## TASK TO COMPLETE
Search the listing below for the word "Some" and copy each line where it appears.

## MATERIAL FOR THIS TASK
use std::borrow::Cow;

use glam::Vec2;
use particle_network::{DrawList, Rgba};
use wgpu::{util::DeviceExt, BindGroupLayoutEntry};

/// Instance buffers grow in steps of this many entries.
const INSTANCE_CHUNK: usize = 256;

#[repr(C)]
#[derive(bytemuck::Pod, bytemuck::Zeroable, Clone, Copy)]
struct DiskInstance {
    center: Vec2,
    radius: f32,
    _pad: f32,
    color: Rgba,
}

#[repr(C)]
#[derive(bytemuck::Pod, bytemuck::Zeroable, Clone, Copy)]
struct LineInstance {
    from: Vec2,
    to: Vec2,
    color: Rgba,
    width: f32,
    _pad: [f32; 3],
}

const DISK_ATTRIBUTES: [wgpu::VertexAttribute; 3] = [
    wgpu::VertexAttribute {
        format: wgpu::VertexFormat::Float32x2,
        offset: 0,
        shader_location: 0,
    },
    wgpu::VertexAttribute {
        format: wgpu::VertexFormat::Float32,
        offset: 8,
        shader_location: 1,
    },
    wgpu::VertexAttribute {
        format: wgpu::VertexFormat::Float32x4,
        offset: 16,
        shader_location: 2,
    },
];

const LINE_ATTRIBUTES: [wgpu::VertexAttribute; 4] = [
    wgpu::VertexAttribute {
        format: wgpu::VertexFormat::Float32x2,
        offset: 0,
        shader_location: 0,
    },
    wgpu::VertexAttribute {
        format: wgpu::VertexFormat::Float32x2,
        offset: 8,
        shader_location: 1,
    },
    wgpu::VertexAttribute {
        format: wgpu::VertexFormat::Float32x4,
        offset: 16,
        shader_location: 2,
    },
    wgpu::VertexAttribute {
        format: wgpu::VertexFormat::Float32,
        offset: 32,
        shader_location: 3,
    },
];

/// A growable instance buffer and how much of it the current frame uses.
struct InstanceBuffer {
    buffer: wgpu::Buffer,
    capacity: usize,
    len: u32,
    stride: usize,
}

impl InstanceBuffer {
    fn new(device: &wgpu::Device, stride: usize) -> Self {
        Self {
            buffer: create_instance_buffer(device, stride, INSTANCE_CHUNK),
            capacity: INSTANCE_CHUNK,
            len: 0,
            stride,
        }
    }

    fn write<T: bytemuck::Pod>(&mut self, device: &wgpu::Device, queue: &wgpu::Queue, data: &[T]) {
        if data.len() > self.capacity {
            self.capacity = padded_capacity(data.len());
            self.buffer = create_instance_buffer(device, self.stride, self.capacity);
        }
        if !data.is_empty() {
            queue.write_buffer(&self.buffer, 0, bytemuck::cast_slice(data));
        }
        self.len = data.len() as u32;
    }
}

/// Rasterises a [`DrawList`]: instanced antialiased disks, then lines on top.
pub struct RenderModule {
    screen_size_buffer: wgpu::Buffer,
    quad_buffer: wgpu::Buffer,
    disks: InstanceBuffer,
    lines: InstanceBuffer,

    bind_group: wgpu::BindGroup,
    disk_pipeline: wgpu::RenderPipeline,
    line_pipeline: wgpu::RenderPipeline,
}

impl RenderModule {
    pub fn new(device: &wgpu::Device, swapchain_format: wgpu::TextureFormat) -> Self {
        let shader_module = device.create_shader_module(wgpu::ShaderModuleDescriptor {
            label: Some("particle field"),
            source: wgpu::ShaderSource::Wgsl(Cow::Borrowed(include_str!("render.wgsl"))),
        });

        let screen_size_buffer = device.create_buffer(&wgpu::BufferDescriptor {
            label: Some("screen size"),
            size: 4 * 4,
            usage: wgpu::BufferUsages::UNIFORM | wgpu::BufferUsages::COPY_DST,
            mapped_at_creation: false,
        });

        // Two triangles covering [-1, 1]².
        let quad_buffer = device.create_buffer_init(&wgpu::util::BufferInitDescriptor {
            label: Some("quad"),
            contents: bytemuck::cast_slice(&[
                -1.0f32, -1.0, 1.0, -1.0, 1.0, 1.0, -1.0, -1.0, 1.0, 1.0, -1.0, 1.0,
            ]),
            usage: wgpu::BufferUsages::VERTEX,
        });

        let bind_group_layout = device.create_bind_group_layout(&wgpu::BindGroupLayoutDescriptor {
            label: None,
            entries: &[BindGroupLayoutEntry {
                binding: 0,
                visibility: wgpu::ShaderStages::VERTEX,
                ty: wgpu::BindingType::Buffer {
                    ty: wgpu::BufferBindingType::Uniform,
                    has_dynamic_offset: false,
                    min_binding_size: None,
                },
                count: None,
            }],
        });
        let bind_group = device.create_bind_group(&wgpu::BindGroupDescriptor {
            label: None,
            layout: &bind_group_layout,
            entries: &[wgpu::BindGroupEntry {
                binding: 0,
                resource: screen_size_buffer.as_entire_binding(),
            }],
        });

        let pipeline_layout = device.create_pipeline_layout(&wgpu::PipelineLayoutDescriptor {
            label: Some("render"),
            bind_group_layouts: &[&bind_group_layout],
            push_constant_ranges: &[],
        });

        let disk_pipeline = create_pipeline(
            device,
            &pipeline_layout,
            &shader_module,
            swapchain_format,
            ("vs_disk", "fs_disk"),
            wgpu::VertexBufferLayout {
                array_stride: std::mem::size_of::<DiskInstance>() as u64,
                step_mode: wgpu::VertexStepMode::Instance,
                attributes: &DISK_ATTRIBUTES,
            },
        );
        let line_pipeline = create_pipeline(
            device,
            &pipeline_layout,
            &shader_module,
            swapchain_format,
            ("vs_line", "fs_line"),
            wgpu::VertexBufferLayout {
                array_stride: std::mem::size_of::<LineInstance>() as u64,
                step_mode: wgpu::VertexStepMode::Instance,
                attributes: &LINE_ATTRIBUTES,
            },
        );

        Self {
            screen_size_buffer,
            quad_buffer,
            disks: InstanceBuffer::new(device, std::mem::size_of::<DiskInstance>()),
            lines: InstanceBuffer::new(device, std::mem::size_of::<LineInstance>()),

            bind_group,
            disk_pipeline,
            line_pipeline,
        }
    }

    pub fn update_size(&self, queue: &wgpu::Queue, width: u32, height: u32) {
        queue.write_buffer(
            &self.screen_size_buffer,
            0,
            bytemuck::bytes_of(&[width as f32, height as f32, 0.0, 0.0]),
        );
    }

    /// Copy the frame's draw calls into the instance buffers.
    pub fn upload(&mut self, device: &wgpu::Device, queue: &wgpu::Queue, list: &DrawList) {
        let disks: Vec<DiskInstance> = list
            .disks()
            .map(|(center, radius, color)| DiskInstance {
                center,
                radius,
                _pad: 0.0,
                color,
            })
            .collect();
        let lines: Vec<LineInstance> = list
            .lines()
            .map(|(from, to, width, color)| LineInstance {
                from,
                to,
                color,
                width,
                _pad: [0.0; 3],
            })
            .collect();

        self.disks.write(device, queue, &disks);
        self.lines.write(device, queue, &lines);
    }

    pub fn begin_pass<'a>(
        &'a self,
        encoder: &'a mut wgpu::CommandEncoder,
        view: &'a wgpu::TextureView,
        background: Rgba,
    ) -> wgpu::RenderPass<'a> {
        let mut rpass = encoder.begin_render_pass(&wgpu::RenderPassDescriptor {
            label: None,
            color_attachments: &[Some(wgpu::RenderPassColorAttachment {
                view,
                resolve_target: None,
                ops: wgpu::Operations {
                    load: wgpu::LoadOp::Clear(wgpu::Color {
                        r: background.r as f64,
                        g: background.g as f64,
                        b: background.b as f64,
                        a: background.a as f64,
                    }),
                    store: wgpu::StoreOp::Store,
                },
            })],
            depth_stencil_attachment: None,
            timestamp_writes: None,
            occlusion_query_set: None,
        });

        rpass.set_bind_group(0, &self.bind_group, &[]);
        rpass.set_vertex_buffer(1, self.quad_buffer.slice(..));

        if self.disks.len > 0 {
            rpass.set_pipeline(&self.disk_pipeline);
            rpass.set_vertex_buffer(0, self.disks.buffer.slice(..));
            rpass.draw(0..6, 0..self.disks.len);
        }
        if self.lines.len > 0 {
            rpass.set_pipeline(&self.line_pipeline);
            rpass.set_vertex_buffer(0, self.lines.buffer.slice(..));
            rpass.draw(0..6, 0..self.lines.len);
        }

        rpass
    }
}

fn create_pipeline(
    device: &wgpu::Device,
    layout: &wgpu::PipelineLayout,
    shader_module: &wgpu::ShaderModule,
    swapchain_format: wgpu::TextureFormat,
    (vertex_entry, fragment_entry): (&str, &str),
    instance_layout: wgpu::VertexBufferLayout<'_>,
) -> wgpu::RenderPipeline {
    device.create_render_pipeline(&wgpu::RenderPipelineDescriptor {
        label: Some(vertex_entry),
        layout: Some(layout),
        vertex: wgpu::VertexState {
            module: shader_module,
            entry_point: vertex_entry,
            buffers: &[
                instance_layout,
                wgpu::VertexBufferLayout {
                    array_stride: 2 * 4,
                    step_mode: wgpu::VertexStepMode::Vertex,
                    attributes: &wgpu::vertex_attr_array![5 => Float32x2],
                },
            ],
        },
        fragment: Some(wgpu::FragmentState {
            module: shader_module,
            entry_point: fragment_entry,
            targets: &[Some(wgpu::ColorTargetState {
                format: swapchain_format,
                blend: Some(wgpu::BlendState::ALPHA_BLENDING),
                write_mask: wgpu::ColorWrites::ALL,
            })],
        }),
        primitive: wgpu::PrimitiveState::default(),
        depth_stencil: None,
        multisample: wgpu::MultisampleState::default(),
        multiview: None,
    })
}

fn create_instance_buffer(device: &wgpu::Device, stride: usize, capacity: usize) -> wgpu::Buffer {
    device.create_buffer(&wgpu::BufferDescriptor {
        label: None,
        size: (stride * capacity) as u64,
        usage: wgpu::BufferUsages::VERTEX | wgpu::BufferUsages::COPY_DST,
        mapped_at_creation: false,
    })
}

/// Round up to the next multiple of [`INSTANCE_CHUNK`].
fn padded_capacity(len: usize) -> usize {
    let remainder = len % INSTANCE_CHUNK;
    if remainder == 0 {
        len
    } else {
        len + INSTANCE_CHUNK - remainder
    }
}

#[cfg(test)]
mod tests {
    use super::*;

    #[test]
    fn instance_layouts_match_attribute_offsets() {
        assert_eq!(std::mem::size_of::<DiskInstance>(), 32);
        assert_eq!(std::mem::size_of::<LineInstance>(), 48);
    }

    #[test]
    fn capacity_rounds_up_to_chunks() {
        assert_eq!(padded_capacity(1), 256);
        assert_eq!(padded_capacity(256), 256);
        assert_eq!(padded_capacity(257), 512);
    }
}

## RESPONSE TO THIS EXERCISE
            label: Some("particle field"),
            label: Some("screen size"),
            label: Some("quad"),
            label: Some("render"),
            color_attachments: &[Some(wgpu::RenderPassColorAttachment {
        label: Some(vertex_entry),
        layout: Some(layout),
        fragment: Some(wgpu::FragmentState {
            targets: &[Some(wgpu::ColorTargetState {
                blend: Some(wgpu::BlendState::ALPHA_BLENDING),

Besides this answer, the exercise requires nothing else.